**Source data:**
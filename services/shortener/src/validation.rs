//! Input validation for registration

use regex::Regex;
use std::sync::OnceLock;

const MAX_USERNAME_CHARS: usize = 64;
const MAX_PASSWORD_BYTES: usize = 1024;

/// Validate username
pub fn validate_username(username: &str) -> Result<(), String> {
    if username.is_empty() {
        return Err("Username is required".to_string());
    }

    if username.chars().count() > MAX_USERNAME_CHARS {
        return Err(format!(
            "Username must be at most {} characters long",
            MAX_USERNAME_CHARS
        ));
    }

    static USERNAME_REGEX: OnceLock<Regex> = OnceLock::new();
    let regex = USERNAME_REGEX
        .get_or_init(|| Regex::new(r"^[^\s\p{Cc}]+$").expect("Failed to compile username regex"));

    if !regex.is_match(username) {
        return Err("Username cannot contain whitespace or control characters".to_string());
    }

    Ok(())
}

/// Validate password
pub fn validate_password(password: &str) -> Result<(), String> {
    if password.is_empty() {
        return Err("Password is required".to_string());
    }

    if password.len() > MAX_PASSWORD_BYTES {
        return Err(format!(
            "Password must be at most {} bytes long",
            MAX_PASSWORD_BYTES
        ));
    }

    Ok(())
}

#[cfg(test)]
mod tests {
    use super::*;

    #[test]
    fn test_valid_usernames() {
        assert!(validate_username("alice").is_ok());
        assert!(validate_username("a").is_ok());
        assert!(validate_username("bob.smith@example.com").is_ok());
        assert!(validate_username("名前").is_ok());
        assert!(validate_username(&"x".repeat(64)).is_ok());
    }

    #[test]
    fn test_invalid_usernames() {
        assert!(validate_username("").is_err());
        assert!(validate_username("two words").is_err());
        assert!(validate_username("tab\there").is_err());
        assert!(validate_username("bell\u{7}").is_err());
        assert!(validate_username(&"x".repeat(65)).is_err());
    }

    #[test]
    fn test_passwords() {
        assert!(validate_password("pw123").is_ok());
        assert!(validate_password("with spaces are fine").is_ok());
        assert!(validate_password("").is_err());
        assert!(validate_password(&"p".repeat(1025)).is_err());
    }
}
//! HTML rendering

use std::sync::Arc;

use axum::response::Html;
use handlebars::Handlebars;
use serde::Serialize;

use crate::{
    error::{AppError, AppResult},
    flash::FlashMessage,
    models::LinkView,
};

/// Compiled page templates
#[derive(Clone)]
pub struct Renderer(Arc<Handlebars<'static>>);

impl Renderer {
    pub fn new() -> AppResult<Self> {
        let mut t = Handlebars::new();

        macro_rules! register {
            ($(($name:expr, $path:expr))*) => {
                $(
                    t.register_template_string($name, include_str!($path))
                        .map_err(|e| AppError::Internal(format!("Bad template {}: {}", $name, e)))?;
                )*
            };
        }

        t.register_partial("flash", include_str!("../templates/flash.hbs"))
            .map_err(|e| AppError::Internal(format!("Bad partial flash: {}", e)))?;

        register! {
            ("login", "../templates/login.hbs")
            ("register", "../templates/register.hbs")
            ("index", "../templates/index.hbs")
            ("shortened", "../templates/shortened.hbs")
        }

        Ok(Self(Arc::new(t)))
    }

    fn render<T: Serialize>(&self, name: &str, ctx: &T) -> AppResult<Html<String>> {
        Ok(Html(self.0.render(name, ctx)?))
    }

    pub fn login(
        &self,
        messages: &[FlashMessage],
        short_url: Option<&str>,
    ) -> AppResult<Html<String>> {
        #[derive(Serialize)]
        struct Ctx<'a> {
            messages: &'a [FlashMessage],
            short_url: Option<&'a str>,
        }

        self.render("login", &Ctx {
            messages,
            short_url,
        })
    }

    pub fn register(&self, messages: &[FlashMessage]) -> AppResult<Html<String>> {
        #[derive(Serialize)]
        struct Ctx<'a> {
            messages: &'a [FlashMessage],
        }

        self.render("register", &Ctx { messages })
    }

    pub fn index(
        &self,
        username: &str,
        messages: &[FlashMessage],
        links: &[LinkView],
    ) -> AppResult<Html<String>> {
        #[derive(Serialize)]
        struct Ctx<'a> {
            username: &'a str,
            messages: &'a [FlashMessage],
            links: &'a [LinkView],
        }

        self.render("index", &Ctx {
            username,
            messages,
            links,
        })
    }

    pub fn shortened(&self, original_url: &str, short_url: &str) -> AppResult<Html<String>> {
        #[derive(Serialize)]
        struct Ctx<'a> {
            original_url: &'a str,
            short_url: &'a str,
        }

        self.render("shortened", &Ctx {
            original_url,
            short_url,
        })
    }
}

#[cfg(test)]
mod tests {
    use super::*;

    #[test]
    fn test_login_page() {
        let renderer = Renderer::new().unwrap();

        let Html(page) = renderer.login(&[], None).unwrap();
        assert!(page.contains("name=\"username\""));
        assert!(page.contains("name=\"url_to_shorten\""));
        assert!(!page.contains("Your short link"));

        let Html(page) = renderer
            .login(
                &[FlashMessage::error("Invalid credentials")],
                Some("http://localhost/abc123"),
            )
            .unwrap();
        assert!(page.contains("Invalid credentials"));
        assert!(page.contains("http://localhost/abc123"));
    }

    #[test]
    fn test_index_escapes_user_values() {
        let renderer = Renderer::new().unwrap();
        let links = [LinkView {
            original_url: "https://example.com/?q=<script>".to_string(),
            short_url: "http://localhost/abc123".to_string(),
        }];

        let Html(page) = renderer.index("<b>alice</b>", &[], &links).unwrap();
        assert!(!page.contains("<script>"));
        assert!(!page.contains("<b>alice</b>"));
        assert!(page.contains("&lt;b&gt;alice&lt;/b&gt;"));
        assert!(page.contains("http://localhost/abc123"));
    }

    #[test]
    fn test_index_without_links() {
        let renderer = Renderer::new().unwrap();

        let Html(page) = renderer.index("alice", &[], &[]).unwrap();
        assert!(page.contains("No links yet."));
    }

    #[test]
    fn test_shortened_and_register_pages() {
        let renderer = Renderer::new().unwrap();

        let Html(page) = renderer
            .shortened("https://example.com", "http://localhost/Zz9Aa0")
            .unwrap();
        assert!(page.contains("http://localhost/Zz9Aa0"));

        let Html(page) = renderer
            .register(&[FlashMessage::error("Username already exists.")])
            .unwrap();
        assert!(page.contains("Username already exists."));
    }
}
//! Shortener service models

pub mod link;
pub mod session;
pub mod user;

pub use link::{Link, LinkView, ShortenForm, ShortenedLink};
pub use session::SessionContext;
pub use user::{LoginCredentials, LoginForm, RegisterForm, User};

**What you are asked to do:**
If a line in the listing contains "required", it counts. Say how many lines count, with no other words.

**Written answer:**
2